What I like about this approach is that it's clear at a glance where errors occur, and we still get the full error message. Furthermore, the file is a valid VADL file, so you can put it into the compiler and it's easy to test (unlike Kotlin).

This solution combines the best aspects of both Kotlin and Gleam. It provides inline diagnostics to quickly identify the location of errors, while also preserving the full error message for detailed analysis. By using valid VADL files, it ensures that the tests can be easily run and adapted outside of the testing environment.

However, there is one disadvantage. You need to run it twice at the beginning because once the lines are inserted once the line numbers in the diagnostics will change. This could be confusing to new users. To avoid this, we could strip all line numbers from the code before we run the tests. But then the line numbers in the test file and the diagnostics won't line up (but they will still be shown at the correct line and we could put an explanation into the error section at the bottom).

Addressing Concerns and Future Directions

We currently also have positive tests that parse and check the input and then inspect AST nodes to verify that they have the correct type.

@Test
public void booleanConstant() {  
  var prog = """
      constant b: Bool = true      """;  
  var ast = Assertions.assertDoesNotThrow(() -> VadlParser.parse(prog), "Cannot parse input");  
  var typechecker = new TypeChecker();  
  Assertions.assertDoesNotThrow(() -> typechecker.verify(ast), "Program isn't typesafe");  
  var typeFinder = new AstFinder();  
  Assertions.assertEquals(Type.bool(), typeFinder.getConstantType(ast, "b"));  
}

With the attempt above, the files would just run through, but we couldn't be sure that the type of the constant actually is Bool. I haven't yet found out how Kotlin or Gleam solve that problem.

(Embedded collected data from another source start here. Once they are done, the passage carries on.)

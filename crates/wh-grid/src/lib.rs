//! `wh-grid`: the shared world map and each agent's private copy of it.
//!
//! # Crate layout
//!
//! | Module        | Contents                                                   |
//! |---------------|------------------------------------------------------------|
//! | [`occupant`]  | `Occupant`: what a single voxel holds                     |
//! | [`entity`]    | `Object`, `ImageRef`, `Storage`                            |
//! | [`layer`]     | `VoxelMap` storage and `Surroundings` sensing columns      |
//! | [`grid`]      | `Grid`: ground truth, seeding snapshot, entity registry   |
//! | [`belief`]    | `BeliefMap`: per-agent partial copy and reconciliation    |
//! | [`notify`]    | `WorldEvent`, `Notifier` sinks                             |
//! | [`error`]     | `GridError`, `GridResult<T>`                               |
//!
//! # Ground truth vs. belief
//!
//! The orchestrator owns exactly one [`Grid`].  Agents never hold references
//! into it: each receives a [`BeliefMap`] cloned from the grid's seeding
//! snapshot when it is constructed, and then corrects that copy once per tick
//! from the four columns adjacent to its position.  Cells the agent has never
//! stood next to can stay stale for the whole run.

pub mod belief;
pub mod entity;
pub mod error;
pub mod grid;
pub mod layer;
pub mod notify;
pub mod occupant;


pub use belief::BeliefMap;
pub use entity::{ImageRef, Object, Storage};
pub use error::{GridError, GridResult};
pub use grid::Grid;
pub use layer::{Side, Surroundings, VoxelMap};
pub use notify::{NoopNotifier, Notifier, RecordingNotifier, TracingNotifier, WorldEvent};
pub use occupant::Occupant;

One solution would be to attach an AST dump with types at the bottom, but this could get quite verbose for non-trivial solutions.

To be fair, I would also be happy not testing this exactly but instead only verifying that the generated VIAM is correct, but again, this isn't possible at the moment since there is no text representation for the VIAM.

Conclusion

Snapshot testing offers a promising approach to improve the efficiency and reliability of frontend testing in OpenVADL. By learning from the experiences of Kotlin and Gleam, we can design a solution that combines the best aspects of both approaches. While there are still some challenges to address, such as handling positive tests and AST node type verification, the potential benefits of snapshot testing are significant. By embracing this technique, we can streamline our testing process, reduce the risk of errors, and ultimately deliver a better user experience. So, let's get started and make our frontend testing great again!